I had gotten all tangled up inside by the multiple voices telling me which way to go, how to be, what way to look, what my life should be, and what I should or shouldn’t be feeling. Like I said, I was tangled up.
Okay, correction, I am still tangled up a bit.
My tangling started out of the least likely source. A shirt.
Yep, a shirt. Not just any shirt, mind you, a Christmas shirt. This particular shirt is red with a sequined Christmas Tree in the middle complete with ornaments and a gold star on the top.
I keep this long sleeve red shirt in the back of my drawer, under every other shirt, and hidden from sight most days. Until yesterday.
Yesterday I got it in my head to open the drawers and clean out the needless amount of shirts I tend to accumulate. That’s when I found it. Staring at me with its faded color, and bold statement.
This shirt once belonged to my Nana.
It is loud, larger, and in your face, basically just as she was.
And there it was. Smelling faintly of her cedar wood closet, and bringing about my tangle of feelings.
Do you ever put things away thinking it’s better that way? Thinking you can keep those feelings safe, in a box, not to be tarnished by light and away from prying eyes.
That’s what my intentions were with this shirt. To keep it safe, so that I could take my time, in my own way, to feel.
It didn’t work.
One feel of the fabric, one glance at the green of the ridiculously flashy tree, that one second where my eyes connected with its bright red color, and a torrent of emotions came flooding back.
The moment they told me she was not long for this world, the feel of her hand holding mine, the looks of pity as you explain that her beautiful heart is gone. Tears. So many tears.
So many people try to stomp down their brokenness, they spend all there time hiding things at the back of their closets. People take the move on statement to mean you have to be done feeling now. I want to tell you it’s okay.
It’s okay to be sad.
It’s okay to let the tears fall, and the feelings to come. It’s okay to look into the eyes of someone and feel so much love for them that tears come. It’s good to have people who matter, because it matters.
It matters that a life that was here for 70 years is gone.
It matters that you feel broken.
It matters that you feel alone.
These things matter. And that’s okay.
There is a difference between letting go, and letting something disappear.
Letting go means you see the reality, it sucks, but we can and will keep going. Letting something disappear means you let it go, and act as though it never was.
Too many of us think we are doing a great job dealing with our stuff but really all we have been doing is hiding it in the back of our drawer, letting it disappear, and without fail it will pop up at you and steal the very breath out of your lungs.
Friends, I am thankful today for the tears.
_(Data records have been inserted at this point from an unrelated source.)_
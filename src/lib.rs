//! Space-shooter prototype: a ship, bullets, and debug bodies on a wrap-around
//! star field, wired together through a message-based signal bus.

mod camera;
#[cfg(feature = "dev")]
mod dev_tools;
pub mod gameplay;
pub mod input;
mod menus;
pub mod screens;
pub mod signals;
#[cfg(test)]
pub mod testing;
mod theme;
mod third_party;
pub mod viewport;

use bevy::prelude::*;

pub use screens::GameState;

// === Render Layers (z-order) ===

/// Starfield sprites, behind everything.
pub const Z_STARS: f32 = -10.0;
/// Board outline.
pub const Z_BOARD: f32 = -5.0;
/// Bodies: player, bullets, debug bodies.
pub const Z_BODY: f32 = 0.0;
/// Explosion effects, drawn over bodies.
pub const Z_EFFECT: f32 = 5.0;

/// Per-frame ordering of gameplay systems. Chained in `Update`.
#[derive(SystemSet, Debug, Clone, Copy, PartialEq, Eq, Hash)]
pub enum GameSet {
    /// Poll keyboard and mouse.
    Input,
    /// Steering, firing, effect animation.
    Movement,
    /// Contact detection and impact resolution.
    Physics,
    /// Apply damage from the bus.
    Damage,
    /// Destroy depleted and expired bodies.
    Death,
    /// Board wrap-around and dependent shifts.
    Wrap,
    /// HUD refresh.
    Ui,
}

/// Run condition: in a game session and no menu overlay is open.
#[must_use]
pub fn gameplay_running(
    game_state: Option<Res<State<GameState>>>,
    menu: Option<Res<State<menus::Menu>>>,
) -> bool {
    let in_game = game_state.is_some_and(|s| *s.get() == GameState::InGame);
    let no_menu = menu.is_none_or(|m| *m.get() == menus::Menu::None);
    in_game && no_menu
}

/// Builds the whole game on top of an app that already has the engine plugins.
pub fn plugin(app: &mut App) {
    app.configure_sets(
        Update,
        (
            GameSet::Input,
            GameSet::Movement,
            GameSet::Physics,
            GameSet::Damage,
            GameSet::Death,
            GameSet::Wrap,
            GameSet::Ui,
        )
            .chain(),
    );

    app.add_plugins((
        third_party::plugin,
        signals::plugin,
        viewport::plugin,
        camera::plugin,
        input::plugin,
        gameplay::plugin,
        screens::plugin,
        menus::plugin,
        theme::plugin,
    ));

    #[cfg(feature = "dev")]
    app.add_plugins(dev_tools::plugin);
}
Tears of remembering a life. Tears from a grateful heart of missing my family. Tears out of an abundance of hope for a future that is gonna be AMAZING!!!
Tears suck, but tears show life.
We will be okay. We will keep loving, living, and building life together.
Know you are not alone, it’s okay to be sad, to let go and keep living, and to take a quick minute to feel.
Come out of hiding, and join the many broken hearts that keep beating.